Print word for word the first line of the records below and every following line through the one containing "file is given."; print nothing else.

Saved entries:
----------
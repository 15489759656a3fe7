//! Example clients of the ensemble actor runtime.
//!
//! The actors here form a small word-counting pipeline (reader, counters,
//! printer), plus a logger that reports its own address and a task actor that
//! demonstrates strictly sequential processing.

pub mod actors;

pub use actors::{
	CountWords, LogAddressActor, LongTimeActor, LongTimeTaskInfo, NULL_TEXT, PRINT_COMMAND, PrintFinalResult,
	PrinterActor, ReadLines, ReadingActor, ShortTimeTaskInfo, TaskEvent, TaskKind, TaskPhase, TaskReport,
	WordCounterActor, WordTotal, count_words,
};

/// Sample text used by the word-count pipeline when no file is given.
pub const LINES: &str = "Lorem Ipsum is simply dummy text\n\
of the printing and typesetting industry.\n\
Lorem Ipsum has been the industry's standard dummy text\n\
ever since the 1500s, when an unknown printer took a galley\n\
of type and scrambled it to make a type specimen book.\n \
It has survived not only five centuries, but also the leap\n\
into electronic typesetting, remaining essentially unchanged.\n \
It was popularised in the 1960s with the release of Letraset\n \
sheets containing Lorem Ipsum passages, and more recently with\n \
desktop publishing software like Aldus PageMaker including\n\
versions of Lorem Ipsum.";
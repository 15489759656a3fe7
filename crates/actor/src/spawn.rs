use std::future::Future;
use std::sync::OnceLock;

use tokio::task::JoinHandle;

use crate::TaskClass;

static GLOBAL_RT: OnceLock<tokio::runtime::Runtime> = OnceLock::new();

/// Returns the ambient tokio runtime, or a lazily built shared one when the
/// caller is not inside a runtime.
pub(crate) fn runtime_handle() -> std::io::Result<tokio::runtime::Handle> {
	if let Ok(handle) = tokio::runtime::Handle::try_current() {
		return Ok(handle);
	}

	if let Some(runtime) = GLOBAL_RT.get() {
		return Ok(runtime.handle().clone());
	}
	let runtime = tokio::runtime::Builder::new_multi_thread()
		.enable_all()
		.worker_threads(2)
		.thread_name("ensemble-global")
		.build()?;
	// A concurrent caller may have won the race; its runtime is used and ours is dropped.
	let runtime = GLOBAL_RT.get_or_init(|| runtime);
	Ok(runtime.handle().clone())
}

/// Spawns an async task on `handle` with classification metadata.
pub(crate) fn spawn_on<F>(handle: &tokio::runtime::Handle, class: TaskClass, fut: F) -> JoinHandle<F::Output>
where
	F: Future + Send + 'static,
	F::Output: Send + 'static,
{
	tracing::trace!(task_class = class.as_str(), "runtime.spawn");
	handle.spawn(fut)
}

/// Spawns an async task with classification metadata.
///
/// Falls back to the shared runtime outside of a tokio context.
pub fn spawn<F>(class: TaskClass, fut: F) -> std::io::Result<JoinHandle<F::Output>>
where
	F: Future + Send + 'static,
	F::Output: Send + 'static,
{
	let handle = runtime_handle()?;
	Ok(spawn_on(&handle, class, fut))
}

#[cfg(test)]
mod tests {
	use std::sync::mpsc;
	use std::time::Duration;

	use super::*;

	#[test]
	fn spawn_outside_runtime_uses_shared_runtime() {
		let (tx, rx) = mpsc::channel();
		spawn(TaskClass::Pipe, async move {
			let _ = tx.send(tokio::runtime::Handle::current().metrics().num_workers());
		})
		.unwrap();
		assert_eq!(rx.recv_timeout(Duration::from_secs(5)).unwrap(), 2);
	}

	#[tokio::test]
	async fn spawn_inside_runtime_uses_ambient_runtime() {
		let workers = spawn(TaskClass::Pipe, async { tokio::runtime::Handle::current().metrics().num_workers() })
			.unwrap()
			.await
			.unwrap();
		assert_eq!(workers, 1);
	}
}
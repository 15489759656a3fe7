mod log_address;
mod long_time;
mod printer;
mod reading;
mod word_counter;

pub use log_address::{LogAddressActor, PRINT_COMMAND};
pub use long_time::{LongTimeActor, LongTimeTaskInfo, ShortTimeTaskInfo, TaskEvent, TaskKind, TaskPhase, TaskReport};
pub use printer::{PrintFinalResult, PrinterActor};
pub use reading::{ReadLines, ReadingActor, WordTotal};
pub use word_counter::{CountWords, NULL_TEXT, WordCounterActor, count_words};
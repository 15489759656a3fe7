use async_trait::async_trait;
use ensemble_actor::{Actor, ActorContext, ActorError, Message};

/// Final word count to report.
#[derive(Debug, Clone, Copy, PartialEq, Eq)]
pub struct PrintFinalResult(pub usize);

/// Prints a word total and acknowledges it to the sender.
pub struct PrinterActor;

#[async_trait]
impl Actor for PrinterActor {
	async fn handle(&mut self, msg: Message, ctx: &mut ActorContext) -> Result<(), ActorError> {
		if let Some(PrintFinalResult(total)) = msg.downcast_ref::<PrintFinalResult>() {
			tracing::info!(total, "received total number of words");
			ctx.reply(format!("{total}个单词已收到"));
		}
		Ok(())
	}
}
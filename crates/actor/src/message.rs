use std::any::{Any, type_name};
use std::fmt;

use crate::{ActorError, ActorRef, Termination};

/// Opaquely typed message payload.
///
/// The concrete type name is captured at construction so dead letters and
/// mismatched replies can be reported without downcasting.
pub struct Message {
	payload: Box<dyn Any + Send>,
	type_name: &'static str,
}

impl Message {
	/// Wraps a payload.
	pub fn new<T: Any + Send>(payload: T) -> Self {
		Self {
			payload: Box::new(payload),
			type_name: type_name::<T>(),
		}
	}

	/// Returns the payload's type name.
	pub fn type_name(&self) -> &'static str {
		self.type_name
	}

	/// Returns true if the payload is a `T`.
	pub fn is<T: Any>(&self) -> bool {
		self.payload.is::<T>()
	}

	/// Borrows the payload as a `T`.
	pub fn downcast_ref<T: Any>(&self) -> Option<&T> {
		self.payload.downcast_ref::<T>()
	}

	/// Takes the payload as a `T`, handing the message back on mismatch.
	pub fn downcast<T: Any>(self) -> Result<T, Self> {
		let type_name = self.type_name;
		match self.payload.downcast::<T>() {
			Ok(value) => Ok(*value),
			Err(payload) => Err(Self { payload, type_name }),
		}
	}

	/// Borrows a textual payload (`String` or `&'static str`).
	pub fn as_text(&self) -> Option<&str> {
		if let Some(text) = self.downcast_ref::<String>() {
			return Some(text.as_str());
		}
		self.downcast_ref::<&'static str>().copied()
	}
}

impl fmt::Debug for Message {
	fn fmt(&self, f: &mut fmt::Formatter<'_>) -> fmt::Result {
		f.debug_struct("Message").field("type", &self.type_name).finish_non_exhaustive()
	}
}

/// One enqueued user message plus its optional sender.
#[derive(Debug)]
pub(crate) struct Envelope {
	pub(crate) message: Message,
	pub(crate) sender: Option<ActorRef>,
}

impl Envelope {
	pub(crate) fn new(message: Message, sender: Option<ActorRef>) -> Self {
		Self { message, sender }
	}
}

/// Control signals carried on the mailbox priority lane.
#[derive(Debug)]
pub(crate) enum SystemSignal {
	/// Runs `pre_start` before any user message.
	Start,
	/// Graceful stop.
	Stop,
	/// Forced, abnormal termination.
	Kill,
	/// A child escalated its failure.
	Escalated { child: crate::ActorPath, cause: ActorError },
}

/// Reply status understood by the ask gateway.
///
/// Telling `Status::Failure` to an asker resolves its ask with
/// [`crate::AskError::Failed`]; `Status::Success` unwraps to the inner value.
#[derive(Debug)]
pub enum Status {
	Success(Message),
	Failure(ActorError),
}

/// Ordinary message that stops the receiving actor once reached in FIFO order.
#[derive(Debug, Clone, Copy, PartialEq, Eq)]
pub struct PoisonPill;

/// Delivered to watchers when a watched actor terminates.
#[derive(Debug, Clone)]
pub struct Terminated {
	/// The terminated actor.
	pub actor: ActorRef,
	/// How it terminated.
	pub termination: Termination,
}

#[cfg(test)]
mod tests {
	use super::*;

	#[test]
	fn downcast_mismatch_returns_message_intact() {
		let msg = Message::new(42u32);
		let msg = msg.downcast::<String>().unwrap_err();
		assert_eq!(msg.type_name(), "u32");
		assert_eq!(msg.downcast::<u32>().ok(), Some(42));
	}

	#[test]
	fn text_accessor_accepts_both_string_kinds() {
		assert_eq!(Message::new("printit").as_text(), Some("printit"));
		assert_eq!(Message::new(String::from("printit")).as_text(), Some("printit"));
		assert_eq!(Message::new(1u8).as_text(), None);
	}
}
use std::any::Any;
use std::sync::Arc;
use std::time::Duration;

use crate::cell::ActorCell;
use crate::spawn::spawn_on;
use crate::system::spawn_actor;
use crate::{ActorError, ActorPath, ActorRef, ActorSystem, AskError, Props, SpawnError, Status, TaskClass};

/// Handle given to an actor while one of its callbacks runs.
pub struct ActorContext {
	cell: Arc<ActorCell>,
	sender: Option<ActorRef>,
	stop_requested: bool,
}

impl ActorContext {
	pub(crate) fn new(cell: Arc<ActorCell>, sender: Option<ActorRef>) -> Self {
		Self {
			cell,
			sender,
			stop_requested: false,
		}
	}

	/// Ref to the running actor.
	pub fn self_ref(&self) -> ActorRef {
		ActorRef::local(Arc::clone(&self.cell))
	}

	pub fn path(&self) -> &ActorPath {
		self.cell.id().path()
	}

	/// Sender of the current message, or the dead-letters ref when there is none.
	pub fn sender(&self) -> ActorRef {
		match &self.sender {
			Some(sender) => sender.clone(),
			None => ActorRef::dead_letters(self.cell.dead_letter_office()),
		}
	}

	pub fn has_sender(&self) -> bool {
		self.sender.is_some()
	}

	/// Tells `msg` to the sender of the current message.
	pub fn reply<T: Any + Send>(&self, msg: T) {
		let this = self.self_ref();
		self.sender().tell(msg, Some(&this));
	}

	/// Replies with [`Status::Failure`], failing the sender's ask if it is one.
	pub fn reply_failure(&self, cause: impl ToString) {
		self.reply(Status::Failure(ActorError::domain(cause)));
	}

	/// Spawns a child under this actor's path. The child is stopped when this actor terminates.
	pub fn spawn(&self, props: Props, name: Option<&str>) -> Result<ActorRef, SpawnError> {
		spawn_actor(self.cell.shared(), props, name, Some(&self.cell))
	}

	pub fn children(&self) -> Vec<ActorRef> {
		self.cell.children()
	}

	/// Stops this actor once the current callback returns.
	pub fn stop_self(&mut self) {
		self.stop_requested = true;
	}

	pub(crate) fn stop_requested(&self) -> bool {
		self.stop_requested
	}

	/// Delivers [`crate::Terminated`] to this actor when `target` terminates,
	/// immediately if it already has.
	pub fn watch(&self, target: &ActorRef) {
		match target.cell() {
			Some(cell) => cell.add_watcher(self.self_ref()),
			None => tracing::debug!(actor = %self.path(), target_actor = %target.path(), "watch.unsupported_target"),
		}
	}

	pub fn unwatch(&self, target: &ActorRef) {
		if let Some(cell) = target.cell() {
			cell.remove_watcher(&self.self_ref());
		}
	}

	/// Asks `target` in the background and tells the mapped result back to
	/// this actor as an ordinary message, so the handler never blocks on a reply.
	pub fn pipe_ask<R, T, M, F>(&self, target: &ActorRef, msg: T, timeout: Duration, map: F)
	where
		R: Any + Send,
		T: Any + Send,
		M: Any + Send,
		F: FnOnce(Result<R, AskError>) -> M + Send + 'static,
	{
		let target = target.clone();
		let this = self.self_ref();
		let _ = spawn_on(&self.cell.shared().runtime, TaskClass::Pipe, async move {
			let result = crate::ask::<R, T>(&target, msg, timeout).await;
			this.tell(map(result), Some(&target));
		});
	}

	/// The system this actor belongs to.
	pub fn system(&self) -> ActorSystem {
		ActorSystem::from_shared(Arc::clone(self.cell.shared()))
	}

	/// How many times this actor has been restarted.
	pub fn restarts(&self) -> usize {
		self.cell.restarts()
	}
}
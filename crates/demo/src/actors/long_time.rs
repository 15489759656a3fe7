use std::time::Duration;

use async_trait::async_trait;
use ensemble_actor::{Actor, ActorContext, ActorError, Message};

/// Task that completes immediately.
#[derive(Debug, Clone, PartialEq, Eq)]
pub struct ShortTimeTaskInfo {
	pub id: u32,
	pub payload: String,
}

/// Task that occupies the actor for its configured long duration.
#[derive(Debug, Clone, PartialEq, Eq)]
pub struct LongTimeTaskInfo {
	pub id: u32,
	pub payload: String,
}

/// Requests the journal so far. Replies with a `Vec<TaskEvent>`.
#[derive(Debug, Clone, Copy)]
pub struct TaskReport;

#[derive(Debug, Clone, Copy, PartialEq, Eq)]
pub enum TaskKind {
	Short,
	Long,
}

#[derive(Debug, Clone, Copy, PartialEq, Eq)]
pub enum TaskPhase {
	Started,
	Finished,
}

#[derive(Debug, Clone, Copy, PartialEq, Eq)]
pub struct TaskEvent {
	pub id: u32,
	pub kind: TaskKind,
	pub phase: TaskPhase,
}

/// Runs short and long tasks one at a time, journaling start and finish.
pub struct LongTimeActor {
	long_duration: Duration,
	journal: Vec<TaskEvent>,
}

impl LongTimeActor {
	pub fn new(long_duration: Duration) -> Self {
		Self {
			long_duration,
			journal: Vec::new(),
		}
	}

	async fn run(&mut self, id: u32, kind: TaskKind) {
		self.journal.push(TaskEvent {
			id,
			kind,
			phase: TaskPhase::Started,
		});
		tracing::info!(id, ?kind, "task.start");
		if kind == TaskKind::Long {
			tokio::time::sleep(self.long_duration).await;
		}
		tracing::info!(id, ?kind, "task.finish");
		self.journal.push(TaskEvent {
			id,
			kind,
			phase: TaskPhase::Finished,
		});
	}
}

#[async_trait]
impl Actor for LongTimeActor {
	async fn handle(&mut self, msg: Message, ctx: &mut ActorContext) -> Result<(), ActorError> {
		if msg.is::<TaskReport>() {
			ctx.reply(self.journal.clone());
			return Ok(());
		}
		let task = msg
			.downcast_ref::<ShortTimeTaskInfo>()
			.map(|task| (task.id, TaskKind::Short))
			.or_else(|| msg.downcast_ref::<LongTimeTaskInfo>().map(|task| (task.id, TaskKind::Long)));
		if let Some((id, kind)) = task {
			self.run(id, kind).await;
		}
		Ok(())
	}
}
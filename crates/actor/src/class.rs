/// Execution classes for tasks spawned by the runtime, used for observability.
#[derive(Debug, Clone, Copy, PartialEq, Eq, Hash)]
pub enum TaskClass {
	/// Long-lived dispatcher worker pulling runnable actor cells.
	Dispatcher,
	/// Detached ask whose result is piped back into an actor mailbox.
	Pipe,
}

impl TaskClass {
	pub(crate) const fn as_str(self) -> &'static str {
		match self {
			Self::Dispatcher => "dispatcher",
			Self::Pipe => "pipe",
		}
	}
}
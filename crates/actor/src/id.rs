use std::fmt;
use std::sync::Arc;
use std::sync::atomic::{AtomicU64, Ordering};

/// Process-wide monotonic uid source for actor identities.
static UID_CLOCK: UidClock = UidClock::new();

/// Monotonic uid clock.
#[derive(Debug)]
pub(crate) struct UidClock {
	next: AtomicU64,
}

impl UidClock {
	/// Creates a clock whose first uid is 1.
	pub const fn new() -> Self {
		Self { next: AtomicU64::new(0) }
	}

	/// Returns the next uid.
	pub fn next(&self) -> u64 {
		self.next.fetch_add(1, Ordering::AcqRel).wrapping_add(1)
	}
}

/// Hierarchical actor address, e.g. `/user/reader/$3`.
#[derive(Clone, PartialEq, Eq, Hash, PartialOrd, Ord)]
pub struct ActorPath(Arc<str>);

impl ActorPath {
	pub(crate) const USER_ROOT: &'static str = "/user";
	pub(crate) const TEMP_ROOT: &'static str = "/temp";
	pub(crate) const DEAD_LETTERS: &'static str = "/deadLetters";

	pub(crate) fn from_raw(raw: impl Into<Arc<str>>) -> Self {
		Self(raw.into())
	}

	/// Path of a top-level actor.
	pub(crate) fn top_level(name: &str) -> Self {
		Self::from_raw(format!("{}/{name}", Self::USER_ROOT))
	}

	/// Path of a child of `self`.
	pub(crate) fn child(&self, name: &str) -> Self {
		Self::from_raw(format!("{}/{name}", self.0))
	}

	/// Returns the path as a string slice.
	pub fn as_str(&self) -> &str {
		&self.0
	}

	/// Last path segment.
	pub fn name(&self) -> &str {
		self.0.rsplit('/').next().unwrap_or_default()
	}
}

impl fmt::Display for ActorPath {
	fn fmt(&self, f: &mut fmt::Formatter<'_>) -> fmt::Result {
		f.write_str(&self.0)
	}
}

impl fmt::Debug for ActorPath {
	fn fmt(&self, f: &mut fmt::Formatter<'_>) -> fmt::Result {
		write!(f, "ActorPath({})", self.0)
	}
}

/// Unique, immutable actor identity.
///
/// Two actors spawned under the same path at different times have different
/// uids, so a stale identity never addresses a newer incarnation.
#[derive(Debug, Clone, PartialEq, Eq, Hash)]
pub struct ActorId {
	uid: u64,
	path: ActorPath,
}

impl ActorId {
	/// Allocates a fresh identity for `path`.
	pub(crate) fn allocate(path: ActorPath) -> Self {
		Self { uid: UID_CLOCK.next(), path }
	}

	/// Allocates an identity for a short-lived ask reply slot.
	pub(crate) fn temp() -> Self {
		let uid = UID_CLOCK.next();
		Self {
			uid,
			path: ActorPath::from_raw(format!("{}/${uid}", ActorPath::TEMP_ROOT)),
		}
	}

	pub(crate) fn dead_letters() -> Self {
		Self {
			uid: 0,
			path: ActorPath::from_raw(ActorPath::DEAD_LETTERS),
		}
	}

	/// Process-wide unique id.
	pub const fn uid(&self) -> u64 {
		self.uid
	}

	/// Actor path.
	pub fn path(&self) -> &ActorPath {
		&self.path
	}
}

impl fmt::Display for ActorId {
	fn fmt(&self, f: &mut fmt::Formatter<'_>) -> fmt::Result {
		write!(f, "{}#{}", self.path, self.uid)
	}
}

#[cfg(test)]
mod tests {
	use super::*;

	#[test]
	fn uid_clock_is_monotonic_and_starts_at_one() {
		let clock = UidClock::new();
		assert_eq!(clock.next(), 1);
		assert_eq!(clock.next(), 2);
		assert_eq!(clock.next(), 3);
	}

	#[test]
	fn child_paths_nest_under_parent() {
		let parent = ActorPath::top_level("reader");
		let child = parent.child("$7");
		assert_eq!(child.as_str(), "/user/reader/$7");
		assert_eq!(child.name(), "$7");
	}

	#[test]
	fn identities_at_same_path_are_distinct() {
		let a = ActorId::allocate(ActorPath::top_level("same"));
		let b = ActorId::allocate(ActorPath::top_level("same"));
		assert_ne!(a, b);
		assert_eq!(a.path(), b.path());
	}

	#[test]
	fn temp_ids_live_under_temp_root() {
		let id = ActorId::temp();
		assert!(id.path().as_str().starts_with("/temp/$"));
	}
}
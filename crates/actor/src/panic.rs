use std::any::Any;

/// Extracts a readable message from a panic payload.
///
/// Returns `"<unknown panic>"` for payloads that are neither `&str` nor `String`.
pub fn panic_message(payload: &(dyn Any + Send)) -> String {
	if let Some(msg) = payload.downcast_ref::<&'static str>() {
		return (*msg).to_string();
	}
	if let Some(msg) = payload.downcast_ref::<String>() {
		return msg.clone();
	}
	"<unknown panic>".to_string()
}

#[cfg(test)]
mod tests {
	use std::panic::AssertUnwindSafe;

	use futures::FutureExt;

	use super::panic_message;

	#[tokio::test]
	async fn extracts_static_str_payload() {
		let payload = AssertUnwindSafe(async { panic!("boom-str") }).catch_unwind().await.unwrap_err();
		let msg = panic_message(payload.as_ref());
		assert!(msg.contains("boom-str"), "expected 'boom-str', got: {msg}");
	}

	#[tokio::test]
	async fn extracts_string_payload() {
		let payload = AssertUnwindSafe(async { panic!("{}", String::from("boom-string")) })
			.catch_unwind()
			.await
			.unwrap_err();
		let msg = panic_message(payload.as_ref());
		assert!(msg.contains("boom-string"), "expected 'boom-string', got: {msg}");
	}

	#[test]
	fn falls_back_for_opaque_payloads() {
		let payload: Box<dyn std::any::Any + Send> = Box::new(17u8);
		assert_eq!(panic_message(payload.as_ref()), "<unknown panic>");
	}
}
----------
* [Reply]:
repository 15489759656a3fe7
//! Example clients of the ensemble actor runtime.
//!
//! The actors here form a small word-counting pipeline (reader, counters,
//! printer), plus a logger that reports its own address and a task actor that
//! demonstrates strictly sequential processing.

pub mod actors;

pub use actors::{
	CountWords, LogAddressActor, LongTimeActor, LongTimeTaskInfo, NULL_TEXT, PRINT_COMMAND, PrintFinalResult,
	PrinterActor, ReadLines, ReadingActor, ShortTimeTaskInfo, TaskEvent, TaskKind, TaskPhase, TaskReport,
	WordCounterActor, WordTotal, count_words,
};

/// Sample text used by the word-count pipeline when no file is given.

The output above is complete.